Represent CpGs in the difference in means, sum of variances space. This plot is often used to select CpGs that would be good classifiers. These CpGs are often located on the bottom left and bottom right of this plot.
Source:R/plot.R
      dmsv_plot.RdRepresent CpGs in the difference in means, sum of variances space.
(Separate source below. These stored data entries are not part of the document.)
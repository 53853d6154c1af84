pub mod history;
use serde::{Deserialize, Serialize};

#[derive(Debug, Clone, Copy, PartialEq, Eq, Hash, PartialOrd, Ord, Serialize, Deserialize)]
#[serde(rename_all = "snake_case")]
pub enum ActionType {
    IncreaseWeight,
    IncreaseReps,
    Maintain,
    DecreaseWeight,
}

impl ActionType {
    pub const ALL: [ActionType; 4] = [
        ActionType::IncreaseWeight,
        ActionType::IncreaseReps,
        ActionType::Maintain,
        ActionType::DecreaseWeight,
    ];

    pub fn as_str(self) -> &'static str {
        match self {
            Self::IncreaseWeight => "increase_weight",
            Self::IncreaseReps => "increase_reps",
            Self::Maintain => "maintain",
            Self::DecreaseWeight => "decrease_weight",
        }
    }
}

impl std::fmt::Display for ActionType {
    fn fmt(&self, f: &mut std::fmt::Formatter<'_>) -> std::fmt::Result {
        f.write_str(self.as_str())
    }
}

impl std::str::FromStr for ActionType {
    type Err = String;
    fn from_str(s: &str) -> Result<Self, Self::Err> {
        Self::ALL
            .into_iter()
            .find(|action| action.as_str() == s)
            .ok_or_else(|| format!("Unknown action type: {}", s))
    }
}

/// Next training prescription for one exercise.
///
/// `recommended_reps` is either a bare integer or a multi-set goals string
/// (see `services::goals`).
#[derive(Debug, Clone, PartialEq, Serialize, Deserialize)]
pub struct ProgressionDecision {
    pub exercise_name: String,
    pub current_weight: f64,
    pub recommended_weight: f64,
    pub current_reps: String,
    pub recommended_reps: String,
    pub reason: String,
    pub confidence: f64,
    pub action_type: ActionType,
}

impl ProgressionDecision {
    /// Neutral decision used when there is nothing to base a change on.
    pub fn hold(exercise_name: &str, weight: f64, reps: String, reason: String) -> Self {
        Self {
            exercise_name: exercise_name.to_string(),
            current_weight: weight,
            recommended_weight: weight,
            current_reps: reps.clone(),
            recommended_reps: reps,
            reason,
            confidence: 0.5,
            action_type: ActionType::Maintain,
        }
    }
}
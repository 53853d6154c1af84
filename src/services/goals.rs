//! Wire codec for multi-set goals: `"S1: 60kg*8 | S2: 62.5kg*6"`.
//!
//! The routine-application side stores this text in a free-form notes field,
//! optionally behind a `"GOALS: "` prefix which decoding strips.

use regex::Regex;
use serde::{Deserialize, Serialize};
use std::sync::LazyLock;

use crate::error::{EngineError, EngineResult};

pub const GOALS_PREFIX: &str = "GOALS: ";
const SEPARATOR: &str = " | ";

static SET_GOAL_REGEX: LazyLock<Regex> = LazyLock::new(|| {
    Regex::new(r"(?i)^S(\d+):\s*(\d+(?:\.\d+)?)\s*kg\s*\*\s*(\d+)$").expect("set goal regex")
});

#[derive(Debug, Clone, Copy, PartialEq, Serialize, Deserialize)]
pub struct SetGoal {
    pub set_number: u32,
    pub weight: f64,
    pub reps: u32,
}

impl std::fmt::Display for SetGoal {
    fn fmt(&self, f: &mut std::fmt::Formatter<'_>) -> std::fmt::Result {
        write!(
            f,
            "S{}: {}kg*{}",
            self.set_number,
            format_weight(self.weight),
            self.reps
        )
    }
}

pub fn encode(goals: &[SetGoal]) -> String {
    goals
        .iter()
        .map(SetGoal::to_string)
        .collect::<Vec<_>>()
        .join(SEPARATOR)
}

pub fn encode_with_prefix(goals: &[SetGoal]) -> String {
    format!("{}{}", GOALS_PREFIX, encode(goals))
}

pub fn decode(text: &str) -> EngineResult<Vec<SetGoal>> {
    let body = strip_prefix(text.trim());
    if body.is_empty() {
        return Ok(Vec::new());
    }

    body.split('|')
        .map(|segment| parse_segment(segment.trim()))
        .collect()
}

/// True when `text` looks like a goals string rather than a bare rep count.
pub fn is_goals_string(text: &str) -> bool {
    let body = strip_prefix(text.trim());
    body.split('|')
        .next()
        .is_some_and(|segment| SET_GOAL_REGEX.is_match(segment.trim()))
}

fn strip_prefix(text: &str) -> &str {
    let marker = GOALS_PREFIX.trim_end();
    match text.get(..marker.len()) {
        Some(head) if head.eq_ignore_ascii_case(marker) => text[marker.len()..].trim_start(),
        _ => text,
    }
}

fn parse_segment(segment: &str) -> EngineResult<SetGoal> {
    let captures = SET_GOAL_REGEX
        .captures(segment)
        .ok_or_else(|| EngineError::MalformedRecord(format!("invalid set goal '{}'", segment)))?;

    let field = |index: usize| captures.get(index).map(|m| m.as_str()).unwrap_or_default();
    let malformed = |_| EngineError::MalformedRecord(format!("invalid set goal '{}'", segment));

    Ok(SetGoal {
        set_number: field(1).parse().map_err(malformed)?,
        weight: field(2).parse().map_err(|_| {
            EngineError::MalformedRecord(format!("invalid weight in '{}'", segment))
        })?,
        reps: field(3).parse().map_err(malformed)?,
    })
}

/// `60` for whole kilos, otherwise up to four decimals (`62.5`, `22.6796`)
/// so converted pound plates survive a round trip.
pub fn format_weight(weight: f64) -> String {
    if weight.fract().abs() < f64::EPSILON {
        format!("{:.0}", weight)
    } else {
        format!("{:.4}", weight)
            .trim_end_matches('0')
            .trim_end_matches('.')
            .to_string()
    }
}
pub mod clients;
pub mod webhooks;

use axum::{
    Json, Router,
    http::{HeaderMap, StatusCode, header::AUTHORIZATION},
    response::{IntoResponse, Response},
    routing::{get, post},
};
use serde_json::json;
use std::collections::HashSet;
use std::sync::{Arc, Mutex};

use crate::clients::hevy::HevyClient;
use crate::config::Config;
use crate::error::EngineError;
use crate::services::progressive_overload::ProgressionService;

#[derive(Clone)]
pub struct AppState {
    pub config: Config,
    pub progression_service: ProgressionService,
    pub hevy_client: Option<HevyClient>,
    pub processed_workout_ids: Arc<Mutex<HashSet<String>>>,
}

pub fn router(state: AppState) -> Router {
    Router::new()
        .route("/", get(|| async { "progressive overload engine" }))
        .route("/clients/{client_id}/analyze", post(clients::analyze))
        .route(
            "/clients/{client_id}/progressions/latest",
            get(clients::latest_progressions),
        )
        .route("/clients/{client_id}/report", get(clients::latest_report))
        .route("/webhook", post(webhooks::handle_workout_completion))
        .with_state(state)
}

pub(crate) fn authenticate_request(headers: &HeaderMap, expected: &str) -> Result<(), StatusCode> {
    let token = headers
        .get(AUTHORIZATION)
        .and_then(|header| header.to_str().ok())
        .and_then(|value| value.strip_prefix("Bearer "))
        .ok_or(StatusCode::UNAUTHORIZED)?;

    if token != expected {
        return Err(StatusCode::UNAUTHORIZED);
    }

    Ok(())
}

pub struct ApiError(EngineError);

impl From<EngineError> for ApiError {
    fn from(error: EngineError) -> Self {
        Self(error)
    }
}

impl IntoResponse for ApiError {
    fn into_response(self) -> Response {
        let status = match &self.0 {
            EngineError::NotFound(_) => StatusCode::NOT_FOUND,
            EngineError::MalformedRecord(_) | EngineError::InsufficientData(_) => {
                StatusCode::UNPROCESSABLE_ENTITY
            }
            EngineError::Io(_) | EngineError::Serialization(_) => {
                tracing::error!(error = %self.0, "api.internal_error");
                StatusCode::INTERNAL_SERVER_ERROR
            }
        };

        (status, Json(json!({ "error": self.0.to_string() }))).into_response()
    }
}
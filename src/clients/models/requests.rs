use serde::Serialize;

use crate::clients::models::common::ExerciseForUpdate;

#[derive(Debug, Serialize)]
pub struct RoutineUpdate {
    pub title: String,
    #[serde(skip_serializing_if = "Option::is_none")]
    pub notes: Option<String>,
    pub exercises: Vec<ExerciseForUpdate>,
}

#[derive(Debug, Serialize)]
pub struct UpdateRoutineRequest {
    pub routine: RoutineUpdate,
}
This plot is often used to select CpGs that would be good classifiers. These CpGs are often located on the bottom left and bottom right of this plot.
Usage
dmsv_plot(
  dat,
  target_vector = NULL,
  x_var = "diff_means",
  y_var = "sum_variance",
  id_var = "id",
  highlight_var = NULL,
  display_var = NULL,
  label_var1 = "Target",
  label_var2 = "Others",
  point_color = "black",
  subtitle = NULL
)Arguments
- dat
 Data to create dmsv plot (difference in means, sum of variances plot). Either a data.frame with `x_var`,`y_var` and `id_var` or, if `target_vector` is not `NULL` a matrix with beta values from which, given the target, the difference in means between the target and others, and the sum of variances within the target and others will be calculated.
- target_vector
 if not NULL a boolean vector with target class assignment, see data
- x_var
 Name of the column with x-axis data (difference of means).
- y_var
 Name of the column with y-axis data (sum of variances).
- id_var
 Name of the column with the feature/CpG ID.
- highlight_var
 (Optional) Name of the column with the highlighted features. Values in this column should be boolean (
TRUEfor selected,FALSEfor not selected).- display_var
 (Optional) Name of the column with the features that should be displayed in the plot as a label. Values in this column should be boolean (
TRUEfor feature that should be displayed,FALSEfor feature that should not be displayed).- label_var1
 Label of the target class. Default is
"Target".- label_var2
 Label of the other classes. Default is
"Others".- point_color
 Color of the features/CpGs in the plot. Default is
"black". If features are highlighted, non-highlighted features will have a lighter color.- subtitle
 Subtitle to be displayed in the plot. Default is
NULL.
Examples
library("CimpleG")
# load CimpleG example data
data(train_data)
data(train_targets)
# make basic plot straight from the data
plt <- dmsv_plot(
  dat = train_data,
  target_vector = train_targets$blood_cells == 1
)
print(plt)
# make plot with highlighted features
# first create a diffmeans sumvar data frame from the data
df_dmeansvar <- compute_diffmeans_sumvar(
  train_data,
  target_vector = train_targets$blood_cells==1
)
# adding a column to this data frame \code{hl_col} with random CpGs
# selected (as TRUE) or not (as FALSE) to be highlighted and displayed.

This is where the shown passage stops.